Task brief = Exactly as they appear, restate the lines of the material, from the first through the one containing "use crate::error::DbResult;".

Data for this exercise =
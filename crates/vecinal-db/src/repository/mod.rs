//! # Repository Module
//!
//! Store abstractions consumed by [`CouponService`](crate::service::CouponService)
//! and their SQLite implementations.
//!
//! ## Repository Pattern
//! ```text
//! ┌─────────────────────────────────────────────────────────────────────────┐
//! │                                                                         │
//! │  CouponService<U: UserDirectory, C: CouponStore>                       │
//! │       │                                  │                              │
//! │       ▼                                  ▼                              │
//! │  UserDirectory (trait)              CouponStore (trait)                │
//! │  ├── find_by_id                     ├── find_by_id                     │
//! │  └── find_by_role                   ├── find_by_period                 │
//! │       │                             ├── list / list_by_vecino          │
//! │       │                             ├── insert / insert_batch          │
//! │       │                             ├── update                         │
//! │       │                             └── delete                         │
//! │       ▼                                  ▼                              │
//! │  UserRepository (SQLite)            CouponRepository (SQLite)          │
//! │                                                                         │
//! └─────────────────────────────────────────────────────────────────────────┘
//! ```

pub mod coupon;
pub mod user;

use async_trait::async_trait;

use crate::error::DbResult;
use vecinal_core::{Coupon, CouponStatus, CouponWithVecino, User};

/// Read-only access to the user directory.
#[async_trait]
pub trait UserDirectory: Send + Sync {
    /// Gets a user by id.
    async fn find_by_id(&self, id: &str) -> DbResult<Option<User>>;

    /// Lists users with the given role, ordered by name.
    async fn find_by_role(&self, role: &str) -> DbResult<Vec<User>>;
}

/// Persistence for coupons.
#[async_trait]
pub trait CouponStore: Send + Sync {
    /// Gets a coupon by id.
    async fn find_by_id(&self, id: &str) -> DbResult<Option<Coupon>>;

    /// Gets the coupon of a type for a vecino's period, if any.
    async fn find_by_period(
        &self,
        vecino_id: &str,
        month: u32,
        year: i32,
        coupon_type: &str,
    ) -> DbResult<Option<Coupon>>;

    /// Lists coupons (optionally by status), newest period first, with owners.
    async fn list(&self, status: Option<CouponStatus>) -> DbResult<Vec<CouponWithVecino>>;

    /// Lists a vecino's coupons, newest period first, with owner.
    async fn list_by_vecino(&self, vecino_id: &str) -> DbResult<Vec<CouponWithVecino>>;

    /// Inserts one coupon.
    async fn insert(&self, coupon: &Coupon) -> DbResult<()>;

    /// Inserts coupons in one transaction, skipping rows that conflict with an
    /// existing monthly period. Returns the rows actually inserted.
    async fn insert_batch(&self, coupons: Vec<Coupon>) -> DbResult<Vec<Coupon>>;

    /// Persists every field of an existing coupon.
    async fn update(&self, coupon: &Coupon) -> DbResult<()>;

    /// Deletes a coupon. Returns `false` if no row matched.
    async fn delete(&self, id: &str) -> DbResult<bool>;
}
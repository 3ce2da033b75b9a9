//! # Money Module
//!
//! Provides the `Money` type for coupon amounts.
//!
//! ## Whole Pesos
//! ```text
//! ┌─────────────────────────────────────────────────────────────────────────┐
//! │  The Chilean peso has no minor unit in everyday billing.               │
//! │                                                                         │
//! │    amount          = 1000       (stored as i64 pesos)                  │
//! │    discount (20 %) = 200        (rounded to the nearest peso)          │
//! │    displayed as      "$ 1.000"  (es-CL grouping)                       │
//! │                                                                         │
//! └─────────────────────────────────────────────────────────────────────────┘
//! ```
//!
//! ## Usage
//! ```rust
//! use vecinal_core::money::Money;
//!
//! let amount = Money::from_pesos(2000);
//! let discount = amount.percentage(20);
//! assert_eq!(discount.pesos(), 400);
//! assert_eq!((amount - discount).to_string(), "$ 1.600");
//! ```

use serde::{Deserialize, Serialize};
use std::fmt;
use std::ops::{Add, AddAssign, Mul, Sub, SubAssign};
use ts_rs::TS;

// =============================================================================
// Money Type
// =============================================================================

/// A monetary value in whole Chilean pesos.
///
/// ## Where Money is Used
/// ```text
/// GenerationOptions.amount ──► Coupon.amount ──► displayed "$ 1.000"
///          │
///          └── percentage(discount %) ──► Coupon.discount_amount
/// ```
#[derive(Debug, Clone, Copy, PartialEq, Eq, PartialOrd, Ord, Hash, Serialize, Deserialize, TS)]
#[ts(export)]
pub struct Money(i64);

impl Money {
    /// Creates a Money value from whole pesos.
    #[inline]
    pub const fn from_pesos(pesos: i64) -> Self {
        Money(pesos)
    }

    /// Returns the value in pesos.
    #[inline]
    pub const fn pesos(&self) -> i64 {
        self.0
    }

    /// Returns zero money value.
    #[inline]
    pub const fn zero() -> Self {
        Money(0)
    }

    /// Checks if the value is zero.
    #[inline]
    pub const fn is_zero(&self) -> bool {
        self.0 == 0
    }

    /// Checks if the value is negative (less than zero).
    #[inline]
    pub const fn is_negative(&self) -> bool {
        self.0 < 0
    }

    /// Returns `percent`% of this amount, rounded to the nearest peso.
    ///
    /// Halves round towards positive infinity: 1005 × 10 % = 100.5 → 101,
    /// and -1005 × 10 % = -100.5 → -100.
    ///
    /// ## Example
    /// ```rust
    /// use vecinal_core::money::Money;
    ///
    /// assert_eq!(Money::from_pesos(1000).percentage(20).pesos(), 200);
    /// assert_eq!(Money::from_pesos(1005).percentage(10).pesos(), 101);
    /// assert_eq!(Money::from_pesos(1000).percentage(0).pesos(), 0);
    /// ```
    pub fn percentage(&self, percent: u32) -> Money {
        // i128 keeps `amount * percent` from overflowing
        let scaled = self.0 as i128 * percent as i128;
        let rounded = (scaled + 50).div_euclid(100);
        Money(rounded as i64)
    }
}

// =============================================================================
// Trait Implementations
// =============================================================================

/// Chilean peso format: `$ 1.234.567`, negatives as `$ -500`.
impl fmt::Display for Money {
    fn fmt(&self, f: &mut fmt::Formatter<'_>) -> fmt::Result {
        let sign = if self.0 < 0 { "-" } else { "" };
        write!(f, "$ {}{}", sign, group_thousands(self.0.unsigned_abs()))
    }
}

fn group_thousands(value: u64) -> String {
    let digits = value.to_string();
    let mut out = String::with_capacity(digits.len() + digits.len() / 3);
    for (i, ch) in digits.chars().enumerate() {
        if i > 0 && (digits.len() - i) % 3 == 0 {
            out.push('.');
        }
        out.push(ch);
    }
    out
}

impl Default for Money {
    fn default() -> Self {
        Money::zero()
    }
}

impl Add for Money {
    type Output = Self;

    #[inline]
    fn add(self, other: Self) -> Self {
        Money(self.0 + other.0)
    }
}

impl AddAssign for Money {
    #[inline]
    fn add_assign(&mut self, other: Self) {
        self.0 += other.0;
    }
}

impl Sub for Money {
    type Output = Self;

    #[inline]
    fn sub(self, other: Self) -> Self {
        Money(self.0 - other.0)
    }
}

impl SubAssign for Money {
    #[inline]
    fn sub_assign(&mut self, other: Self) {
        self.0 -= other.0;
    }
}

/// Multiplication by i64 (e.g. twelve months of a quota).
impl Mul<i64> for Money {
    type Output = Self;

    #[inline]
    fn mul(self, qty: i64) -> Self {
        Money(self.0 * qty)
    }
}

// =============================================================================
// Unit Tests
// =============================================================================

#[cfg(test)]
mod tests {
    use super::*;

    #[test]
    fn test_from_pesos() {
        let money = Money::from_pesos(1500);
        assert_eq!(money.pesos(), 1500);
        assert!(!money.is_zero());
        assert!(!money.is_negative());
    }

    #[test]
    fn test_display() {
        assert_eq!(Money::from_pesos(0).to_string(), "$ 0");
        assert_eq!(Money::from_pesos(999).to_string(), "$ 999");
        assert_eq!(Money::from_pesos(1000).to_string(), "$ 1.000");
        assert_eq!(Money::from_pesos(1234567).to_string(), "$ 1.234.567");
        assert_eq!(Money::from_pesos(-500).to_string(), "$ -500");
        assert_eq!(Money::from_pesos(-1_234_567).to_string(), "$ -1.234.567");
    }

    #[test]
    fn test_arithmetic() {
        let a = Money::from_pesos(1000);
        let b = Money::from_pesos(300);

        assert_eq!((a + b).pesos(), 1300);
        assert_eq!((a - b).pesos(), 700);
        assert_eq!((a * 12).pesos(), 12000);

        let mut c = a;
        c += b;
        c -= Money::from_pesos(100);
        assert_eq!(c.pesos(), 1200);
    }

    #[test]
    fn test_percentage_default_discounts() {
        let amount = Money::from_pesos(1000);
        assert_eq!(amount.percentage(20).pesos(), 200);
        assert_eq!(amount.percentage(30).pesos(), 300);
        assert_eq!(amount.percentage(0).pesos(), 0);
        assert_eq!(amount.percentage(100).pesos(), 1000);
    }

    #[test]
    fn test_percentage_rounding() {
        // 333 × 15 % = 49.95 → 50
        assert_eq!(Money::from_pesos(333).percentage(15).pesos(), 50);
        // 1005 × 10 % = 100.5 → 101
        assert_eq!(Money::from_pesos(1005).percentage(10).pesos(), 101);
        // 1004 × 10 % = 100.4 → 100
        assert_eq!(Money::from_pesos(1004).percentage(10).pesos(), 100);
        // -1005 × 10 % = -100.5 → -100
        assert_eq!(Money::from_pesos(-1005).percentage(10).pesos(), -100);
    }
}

Answer to the exercise =
filename crates/vecinal-db/src/repository/mod.rs
//! # Repository Module
//!
//! Store abstractions consumed by [`CouponService`](crate::service::CouponService)
//! and their SQLite implementations.
//!
//! ## Repository Pattern
//! ```text
//! ┌─────────────────────────────────────────────────────────────────────────┐
//! │                                                                         │
//! │  CouponService<U: UserDirectory, C: CouponStore>                       │
//! │       │                                  │                              │
//! │       ▼                                  ▼                              │
//! │  UserDirectory (trait)              CouponStore (trait)                │
//! │  ├── find_by_id                     ├── find_by_id                     │
//! │  └── find_by_role                   ├── find_by_period                 │
//! │       │                             ├── list / list_by_vecino          │
//! │       │                             ├── insert / insert_batch          │
//! │       │                             ├── update                         │
//! │       │                             └── delete                         │
//! │       ▼                                  ▼                              │
//! │  UserRepository (SQLite)            CouponRepository (SQLite)          │
//! │                                                                         │
//! └─────────────────────────────────────────────────────────────────────────┘
//! ```

pub mod coupon;
pub mod user;

use async_trait::async_trait;

use crate::error::DbResult;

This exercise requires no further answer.